Special Topics in Machine Learning

Fall 2018
Prof. Thorsten Joachims
Cornell University, Department of Computer Science & Department of Information Science


Time and Place

First meeting: August 24, 2018
Last meeting: November 30, 2018
Time: Fridays, 10:10am - 11:10am
Room: 416 Gates Hall

Course Description

How many clicks will a new ad-placement system get? Will a different news-ranking algorithm increase the dwell times of the users? What ranking function will minimize abandonment in my search engine? Answering such evaluation and learning questions is at the core of improving many of the online systems we use every day. This seminar addresses the problem of using past human-interaction data (e.g. click logs) to learn to improve the performance of the system. This requires integrating causal inference models into the design of the learning algorithm, since we need to make predictions about the systemís performance after an intervention (e.g. fielding a new ranking function).

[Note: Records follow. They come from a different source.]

// Copyright (c) Handball Connect Team
// SPDX-License-Identifier: Apache-2.0

//! Local image storage and reference resolution.
//!
//! References stored on documents are either plain remote URLs or strings
//! with the `local:` prefix naming a file inside the app-private image root.
//! Written images are downscaled to a kind-specific bound and re-encoded as
//! JPEG before hitting disk.

use std::io::Cursor;
use std::path::{Component, Path, PathBuf};

use image::codecs::jpeg::JpegEncoder;
use image::DynamicImage;
use tokio::fs;
use tracing::debug;
use uuid::Uuid;

use crate::error::{Error, Result};

/// Prefix distinguishing local references from remote URLs.
pub const LOCAL_PREFIX: &str = "local:";

const JPEG_QUALITY: u8 = 80;
const PROFILE_IMAGE_SIZE: u32 = 300;
const POST_IMAGE_SIZE: u32 = 1080;

/// What an image is for; decides directory and maximum dimension.
#[derive(Debug, Clone, Copy, PartialEq, Eq)]
pub enum ImageKind {
    Profile,
    Post,
    Message,
    BoardSnapshot,
}

impl ImageKind {
    fn dir(self) -> &'static str {
        match self {
            ImageKind::Profile => "profile_images",
            ImageKind::Post => "post_images",
            ImageKind::Message => "message_images",
            ImageKind::BoardSnapshot => "tactics_images",
        }
    }

    fn file_prefix(self) -> &'static str {
        match self {
            ImageKind::Profile => "profile_",
            ImageKind::Post => "post_",
            ImageKind::Message => "message_",
            ImageKind::BoardSnapshot => "tactics_",
        }
    }

    fn max_dimension(self) -> u32 {
        match self {
            ImageKind::Profile => PROFILE_IMAGE_SIZE,
            _ => POST_IMAGE_SIZE,
        }
    }
}

/// Outcome of resolving a stored reference.
#[derive(Debug, Clone, PartialEq, Eq)]
pub enum ResolvedImage {
    Local(PathBuf),
    Remote(String),
    Fallback,
}

pub struct ImageStore {
    root: PathBuf,
}

impl ImageStore {
    pub fn new(root: impl Into<PathBuf>) -> Self {
        Self { root: root.into() }
    }

    /// Downscale, re-encode, and persist an image; returns the reference
    /// string to store on the owning document.
    pub async fn save(&self, kind: ImageKind, owner: &str, data: Vec<u8>) -> Result<String> {
        let max = kind.max_dimension();
        let encoded = tokio::task::spawn_blocking(move || process_image(&data, max))
            .await
            .map_err(Error::backend)??;

        let dir = self.root.join(kind.dir());
        fs::create_dir_all(&dir).await.map_err(Error::backend)?;

        let filename = format!("{}{}_{}.jpg", kind.file_prefix(), owner, Uuid::new_v4());
        let path = dir.join(&filename);
        fs::write(&path, encoded).await.map_err(Error::backend)?;
        debug!(path = %path.display(), "image saved");

        Ok(format!("{}{}/{}", LOCAL_PREFIX, kind.dir(), filename))
    }

    /// Turn a stored reference into something loadable. Unresolvable input
    /// (missing file, traversal attempt, unknown scheme) yields `Fallback`.
    pub fn resolve(&self, reference: &str) -> ResolvedImage {
        if let Some(rel) = reference.strip_prefix(LOCAL_PREFIX) {
            match self.local_path(rel) {
                Some(path) if path.is_file() => ResolvedImage::Local(path),
                _ => ResolvedImage::Fallback,
            }
        } else if reference.starts_with("http://") || reference.starts_with("https://") {
            ResolvedImage::Remote(reference.to_string())
        } else {
            ResolvedImage::Fallback
        }
    }

    /// Remove the underlying file for a local reference. Remote references
    /// and already-missing files report `false` rather than failing.
    pub async fn delete(&self, reference: &str) -> Result<bool> {
        let Some(rel) = reference.strip_prefix(LOCAL_PREFIX) else {
            return Ok(false);
        };
        let Some(path) = self.local_path(rel) else {
            return Ok(false);
        };
        match fs::remove_file(&path).await {
            Ok(()) => Ok(true),
            Err(err) if err.kind() == std::io::ErrorKind::NotFound => Ok(false),
            Err(err) => Err(Error::backend(err)),
        }
    }

    /// Join a relative reference onto the root, refusing anything that
    /// would escape it.
    fn local_path(&self, rel: &str) -> Option<PathBuf> {
        let rel = Path::new(rel);
        let safe = rel
            .components()
            .all(|c| matches!(c, Component::Normal(_)));
        if safe {
            Some(self.root.join(rel))
        } else {
            None
        }
    }
}

/// Decode, downscale to fit `max` on the longer side (never upscale), and
/// encode as JPEG.
fn process_image(data: &[u8], max: u32) -> Result<Vec<u8>> {
    let img = image::load_from_memory(data)
        .map_err(|e| Error::Validation(format!("unreadable image: {e}")))?;

    let img = if img.width() > max || img.height() > max {
        img.resize(max, max, image::imageops::FilterType::Triangle)
    } else {
        img
    };

    let rgb = DynamicImage::ImageRgb8(img.to_rgb8());
    let mut out = Cursor::new(Vec::new());
    rgb.write_with_encoder(JpegEncoder::new_with_quality(&mut out, JPEG_QUALITY))
        .map_err(Error::backend)?;
    Ok(out.into_inner())
}

#[cfg(test)]
mod tests {
    use super::*;

    fn png_bytes(width: u32, height: u32) -> Vec<u8> {
        let img = image::RgbImage::from_pixel(width, height, image::Rgb([10, 120, 200]));
        let mut out = Cursor::new(Vec::new());
        DynamicImage::ImageRgb8(img)
            .write_to(&mut out, image::ImageFormat::Png)
            .unwrap();
        out.into_inner()
    }

    fn temp_store() -> ImageStore {
        let root = std::env::temp_dir().join(format!("hc-image-test-{}", Uuid::new_v4()));
        ImageStore::new(root)
    }

    #[tokio::test]
    async fn save_resolve_delete_round_trip() {
        let store = temp_store();

        let reference = store
            .save(ImageKind::Profile, "acct1", png_bytes(64, 64))
            .await
            .unwrap();
        assert!(reference.starts_with("local:profile_images/profile_acct1_"));

        let resolved = store.resolve(&reference);
        let ResolvedImage::Local(path) = resolved else {
            panic!("expected local resolution, got {resolved:?}");
        };
        assert!(path.is_file());

        assert!(store.delete(&reference).await.unwrap());
        assert_eq!(store.resolve(&reference), ResolvedImage::Fallback);
        // Second delete is a no-op.
        assert!(!store.delete(&reference).await.unwrap());
    }

    #[tokio::test]
    async fn profile_images_are_bounded_to_300px() {
        let store = temp_store();
        let reference = store
            .save(ImageKind::Profile, "acct1", png_bytes(600, 300))
            .await
            .unwrap();

        let ResolvedImage::Local(path) = store.resolve(&reference) else {
            panic!("expected local resolution");
        };
        let written = image::open(path).unwrap();
        assert_eq!((written.width(), written.height()), (300, 150));
    }

    #[tokio::test]
    async fn small_images_are_not_upscaled() {
        let store = temp_store();
        let reference = store
            .save(ImageKind::Post, "p1", png_bytes(40, 20))
            .await
            .unwrap();

        let ResolvedImage::Local(path) = store.resolve(&reference) else {
            panic!("expected local resolution");
        };
        let written = image::open(path).unwrap();
        assert_eq!((written.width(), written.height()), (40, 20));
    }

    #[test]
    fn remote_urls_pass_through() {
        let store = temp_store();
        assert_eq!(
            store.resolve("https://example.com/a.jpg"),
            ResolvedImage::Remote("https://example.com/a.jpg".to_string())
        );
    }

    #[test]
    fn traversal_and_garbage_fall_back() {
        let store = temp_store();
        assert_eq!(store.resolve("local:../../etc/passwd"), ResolvedImage::Fallback);
        assert_eq!(store.resolve("ftp://example.com/a.jpg"), ResolvedImage::Fallback);
        assert_eq!(store.resolve(""), ResolvedImage::Fallback);
    }

    #[tokio::test]
    async fn non_image_payload_is_rejected_before_io() {
        let store = temp_store();
        let err = store
            .save(ImageKind::Post, "p1", b"not an image".to_vec())
            .await
            .unwrap_err();
        assert!(matches!(err, Error::Validation(_)));
    }
}
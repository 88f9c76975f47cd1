// Copyright (c) Handball Connect Team
// SPDX-License-Identifier: Apache-2.0

use async_trait::async_trait;
use diesel::prelude::*;
use diesel_async::scoped_futures::ScopedFutureExt;
use diesel_async::{AsyncConnection, RunQueryDsl};

use crate::error::{Error, Result};
use crate::models::{Conversation, Message};
use crate::repo::MessagingRepo;
use crate::schema::{conversations, messages};

use super::PostgresRepo;

#[async_trait]
impl MessagingRepo for PostgresRepo {
    async fn conversations_for(&self, account_id: &str) -> Result<Vec<Conversation>> {
        let mut conn = self.conn().await?;
        conversations::table
            .filter(
                conversations::participant_one
                    .eq(account_id)
                    .or(conversations::participant_two.eq(account_id)),
            )
            .order(conversations::last_message_at.desc())
            .select(Conversation::as_select())
            .load(&mut conn)
            .await
            .map_err(Error::backend)
    }

    async fn conversation(&self, id: &str) -> Result<Option<Conversation>> {
        let mut conn = self.conn().await?;
        conversations::table
            .find(id)
            .select(Conversation::as_select())
            .first(&mut conn)
            .await
            .optional()
            .map_err(Error::backend)
    }

    async fn get_or_create_conversation(&self, conversation: Conversation) -> Result<Conversation> {
        let mut conn = self.conn().await?;
        // The deterministic pair key makes the insert a no-op when the
        // conversation already exists, so concurrent first contact cannot
        // produce duplicates.
        diesel::insert_into(conversations::table)
            .values(&conversation)
            .on_conflict_do_nothing()
            .execute(&mut conn)
            .await
            .map_err(Error::backend)?;

        conversations::table
            .find(&conversation.id)
            .select(Conversation::as_select())
            .first(&mut conn)
            .await
            .map_err(super::db_err("conversation", &conversation.id))
    }

    async fn messages(&self, conversation_id: &str) -> Result<Vec<Message>> {
        let mut conn = self.conn().await?;
        messages::table
            .filter(messages::conversation_id.eq(conversation_id))
            .order(messages::created_at.asc())
            .select(Message::as_select())
            .load(&mut conn)
            .await
            .map_err(Error::backend)
    }

    async fn append_message(&self, message: Message, recipient: &str) -> Result<()> {
        let mut conn = self.conn().await?;
        conn.transaction::<_, diesel::result::Error, _>(|conn| {
            async move {
                diesel::insert_into(messages::table)
                    .values(&message)
                    .execute(conn)
                    .await?;

                diesel::update(conversations::table.find(&message.conversation_id))
                    .set((
                        conversations::last_message.eq(&message.text),
                        conversations::last_message_at.eq(message.created_at),
                        conversations::last_sender_id.eq(Some(message.sender_id.clone())),
                    ))
                    .execute(conn)
                    .await?;

                // Exactly one of these matches; both increments are atomic
                // on the database side.
                diesel::update(
                    conversations::table
                        .find(&message.conversation_id)
                        .filter(conversations::participant_one.eq(recipient)),
                )
                .set(conversations::unread_one.eq(conversations::unread_one + 1))
                .execute(conn)
                .await?;
                diesel::update(
                    conversations::table
                        .find(&message.conversation_id)
                        .filter(conversations::participant_two.eq(recipient)),
                )
                .set(conversations::unread_two.eq(conversations::unread_two + 1))
                .execute(conn)
                .await?;

                Ok(())
            }
            .scope_boxed()
        })
        .await
        .map_err(Error::backend)
    }

    async fn mark_read(&self, conversation_id: &str, reader: &str) -> Result<()> {
        let mut conn = self.conn().await?;
        conn.transaction::<_, diesel::result::Error, _>(|conn| {
            async move {
                diesel::update(
                    conversations::table
                        .find(conversation_id)
                        .filter(conversations::participant_one.eq(reader)),
                )
                .set(conversations::unread_one.eq(0))
                .execute(conn)
                .await?;
                diesel::update(
                    conversations::table
                        .find(conversation_id)
                        .filter(conversations::participant_two.eq(reader)),
                )
                .set(conversations::unread_two.eq(0))
                .execute(conn)
                .await?;

                diesel::update(
                    messages::table
                        .filter(messages::conversation_id.eq(conversation_id))
                        .filter(messages::sender_id.ne(reader)),
                )
                .set(messages::is_read.eq(true))
                .execute(conn)
                .await?;

                Ok(())
            }
            .scope_boxed()
        })
        .await
        .map_err(Error::backend)
    }
}
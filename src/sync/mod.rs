//! Synchronization and Concurrency Support
//!
//! This module provides synchronization primitives and concurrency-safe
//! wrappers for the streaming driver:
//!
//! - **Primitives** (`primitives`): [`CriticalSectionCell`] — ISR-safe
//!   interior mutability
//! - **Shared Wrappers** (`shared`): [`SharedStream`] — synchronous
//!   critical-section protected stream
//!
//! # Feature Flags
//!
//! - `critical-section`: enables this module
//!
//! # Example
//!
//! ```ignore
//! use ph_k64_stream::sync::SharedStream;
//!
//! static STREAM: SharedStream<u16, Edma, Pit, 512> =
//!     SharedStream::new(SampleStream::new(Edma::CH0, Pit::CH0));
//!
//! fn main() {
//!     STREAM.with(|stream| {
//!         stream.init(config).unwrap();
//!         stream.start().unwrap();
//!     });
//! }
//!
//! #[interrupt]
//! fn DMA0_IRQ() {
//!     STREAM.with(|stream| {
//!         stream.on_boundary(Boundary::Half, |half| fill(half)).ok();
//!     });
//! }
//! ```

mod primitives;

pub use primitives::CriticalSectionCell;

mod shared;

pub use shared::SharedStream;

This seminar discusses the emerging research area of counterfactual machine learning in the intersection of machine learning, causal inference, economics, and information retrieval. Topics include causal inference in the counterfactual model, observational vs. experimental data, full-information vs. partial information data, batch learning from bandit feedback, handling selection bias in data, policy learning vs. reward prediction. Concepts will be illustrated with applications in search engines, recommender systems, and computational advertising.

The prerequisites for the class are: knowledge of machine learning algorithms and its theory, basic probability, basic statistics, and general mathematical maturity.

Enrollment is limited to PhD students.



  • 08/24: Introduction [slides] [slides 6up]
    • Examples of machine learning problems the require counterfactual reasoning.
    • Overview of course.
    • Administrative issues and course policies.


Please use the CS7792 Piazza Forum for questions and discussions. Otherwise, contact Thorsten Joachims (homepage) [Office hours: Fridays, 11:10am-12:10pm (Gates 418)].

For peer feedback, we are using this CMT Instance for this course.

For grades, we are using CMS.



This is a 1-credit seminar. S/U only (no letter grade, no audit). Grades will be determined based on quizzes, paper presentations, peer reviewing, and class participation.

For the paper presentations, we will use peer review. This means that you will comment on other students presentations, giving constructive feedback. The quality of your reviewing also becomes a component of your own grade.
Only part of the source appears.